Blackstone, the largest alternative asset manager by assets under management, reported a rise in distributable earnings for the first quarter as fresh capital commitments and proceeds from investment sales lifted results during a period the firm described as affected by geopolitical and economic uncertainty.
The New York-based manager said total assets under management increased about 12% to approximately $1.3 trillion. Fundraising strength was concentrated in the credit and insurance business, which supplied $37 billion of the quarter's inflows, followed by private equity at $20.4 billion.
For the quarter, distributable earnings - the cash that can be used to pay dividends to shareholders - rose 25% to $1.76 billion, equivalent to $1.36 per share. Net realizations, a measure of gains from asset sales, climbed 26% to $448.4 million.
The uplift in realized gains was supported by transactions in the private equity portfolio. The firm sold shares of Medline, the medical devices manufacturer it took public last year, after the stock rose from its offer price of $29 to trade near $47 at the time referenced. Blackstone also completed a sale of space technology provider ARKA to defense contractor CACI International.

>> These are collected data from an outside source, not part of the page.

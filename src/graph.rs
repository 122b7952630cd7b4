// SPDX-License-Identifier: AGPL-3.0-or-later
// SPDX-FileCopyrightText: 2025 Jonathan D.A. Jewell
//! Dependency graph view of a collection, for export and cycle analysis

use crate::types::ConfigEntry;
use anyhow::{Context, Result};
use petgraph::algo::tarjan_scc;
use petgraph::graph::{DiGraph, NodeIndex};
use serde::Serialize;
use std::collections::{HashMap, HashSet};

/// Edge in exported graph form: `from` must run before `to`
#[derive(Debug, Clone, PartialEq, Eq, Serialize)]
pub struct GraphEdge {
    /// The dependency
    pub from: String,
    /// The dependent entry
    pub to: String,
}

#[derive(Serialize)]
struct GraphExport<'a> {
    nodes: Vec<&'a str>,
    edges: Vec<GraphEdge>,
}

/// Collection graph with petgraph backing for algorithms
pub struct DependencyGraph<'a> {
    /// Edges point from dependency to dependent
    graph: DiGraph<&'a str, ()>,
    /// Map from entry name to node index
    node_indices: HashMap<&'a str, NodeIndex>,
    /// Declared dependencies that name no entry
    unknown: Vec<(&'a str, &'a str)>,
}

impl<'a> DependencyGraph<'a> {
    /// Build the graph for a collection
    #[must_use]
    pub fn from_entries(entries: &'a [ConfigEntry]) -> Self {
        let mut graph = DiGraph::new();
        let mut node_indices = HashMap::with_capacity(entries.len());

        for entry in entries {
            node_indices
                .entry(entry.name.as_str())
                .or_insert_with(|| graph.add_node(entry.name.as_str()));
        }

        // Later duplicates are shadowed by the entry that claimed the node
        let mut seen = HashSet::with_capacity(entries.len());
        let mut unknown = Vec::new();
        for entry in entries {
            if !seen.insert(entry.name.as_str()) {
                continue;
            }
            let to = node_indices[entry.name.as_str()];
            for dep in &entry.dependencies {
                match node_indices.get(dep.as_str()) {
                    Some(&from) => {
                        graph.update_edge(from, to, ());
                    }
                    None => unknown.push((entry.name.as_str(), dep.as_str())),
                }
            }
        }

        Self {
            graph,
            node_indices,
            unknown,
        }
    }

    /// Number of distinct entries
    #[must_use]
    pub fn node_count(&self) -> usize {
        self.graph.node_count()
    }

    /// Number of known dependency edges
    #[must_use]
    pub fn edge_count(&self) -> usize {
        self.graph.edge_count()
    }

    /// Check if a name is part of the graph
    #[must_use]
    pub fn contains(&self, name: &str) -> bool {
        self.node_indices.contains_key(name)
    }

    /// All edges in insertion order
    #[must_use]
    pub fn edges(&self) -> Vec<GraphEdge> {
        self.graph
            .raw_edges()
            .iter()
            .map(|e| GraphEdge {
                from: self.graph[e.source()].to_string(),
                to: self.graph[e.target()].to_string(),
            })
            .collect()
    }

    /// Groups of entries that depend on each other in a loop.
    ///
    /// Each group is sorted by name; the groups themselves are sorted too.
    #[must_use]
    pub fn cycles(&self) -> Vec<Vec<String>> {
        let mut cycles: Vec<Vec<String>> = tarjan_scc(&self.graph)
            .into_iter()
            .filter(|scc| {
                scc.len() > 1 || self.graph.find_edge(scc[0], scc[0]).is_some()
            })
            .map(|scc| {
                let mut names: Vec<String> =
                    scc.iter().map(|&idx| self.graph[idx].to_string()).collect();
                names.sort();
                names
            })
            .collect();
        cycles.sort();
        cycles
    }

    /// Dependencies naming entries that do not exist, as `(entry, dependency)`
    #[must_use]
    pub fn unknown_references(&self) -> &[(&'a str, &'a str)] {
        &self.unknown
    }

    /// Export to DOT format for Graphviz
    #[must_use]
    pub fn to_dot(&self) -> String {
        let mut dot = String::from("digraph dependencies {\n");
        dot.push_str("  rankdir=LR;\n");
        dot.push_str("  node [shape=box, style=rounded];\n\n");

        for idx in self.graph.node_indices() {
            dot.push_str(&format!("  \"{}\";\n", escape(self.graph[idx])));
        }

        dot.push('\n');

        for edge in self.edges() {
            dot.push_str(&format!("  \"{}\" -> \"{}\";\n", escape(&edge.from), escape(&edge.to)));
        }

        dot.push_str("}\n");
        dot
    }

    /// Export to JSON
    pub fn to_json(&self) -> Result<String> {
        let export = GraphExport {
            nodes: self.graph.node_indices().map(|idx| self.graph[idx]).collect(),
            edges: self.edges(),
        };
        serde_json::to_string_pretty(&export)
            .context("Failed to serialize dependency graph to JSON")
    }
}

fn escape(name: &str) -> String {
    name.replace('\\', "\\\\").replace('"', "\\\"")
}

Blackstone's management highlighted the breadth of inflows across its products. According to the company, total inflows across its businesses reached nearly $70 billion for the period, and the firm reported positive appreciation across nearly all of its flagship investment strategies "despite the turbulent environment." The company said institutional investors - including large, long-term capital providers such as pension funds and insurers - made one of their largest quarterly contributions in the firm's history to Blackstone's credit business.
Market sentiment toward managers of alternative assets has weakened in recent months, the company noted, with stocks of firms in the sector pressured by concerns about slower future growth, possible disruption from AI to portfolio companies, and questions about lending standards. Blackstone's own shares recovered some ground in the most recent period but remained trading about 16% lower on the year. Over the same interval, the S&P 500 Financials Sector index was down more than 4%.
The firm's results underline a mix of fundraising success and realized gains at a time when broader market worries around growth and credit are influencing valuations across the alternatives industry.
Summary
Blackstone posted higher distributable earnings and net realizations in the first quarter, supported by substantial inflows led by its credit and insurance business and private equity. Total AUM rose to roughly $1.3 trillion, though the company's shares remain below their year-to-date level amid sector weakness.
Key points
- Distributable earnings rose 25% to $1.76 billion, or $1.36 per share, in the first quarter.
- Total assets under management increased about 12% to roughly $1.3 trillion, with $37 billion of inflows to credit and insurance and $20.4 billion to private equity.
- Net realizations increased 26% to $448.4 million, aided by sales including Medline shares and the sale of ARKA to CACI International.
Risks and uncertainties
- Continued sector pressure - Alternative asset managers face share-price declines amid concerns about slower growth and potential disruption to portfolio companies, which may affect fundraising and valuations.
- Credit and lending standards - Questions around lending standards were cited as a factor weighing on the sector, potentially affecting credit-focused businesses.
- Market volatility - Geopolitical and economic uncertainty could influence asset values and investor appetite, impacting future realizations and inflows.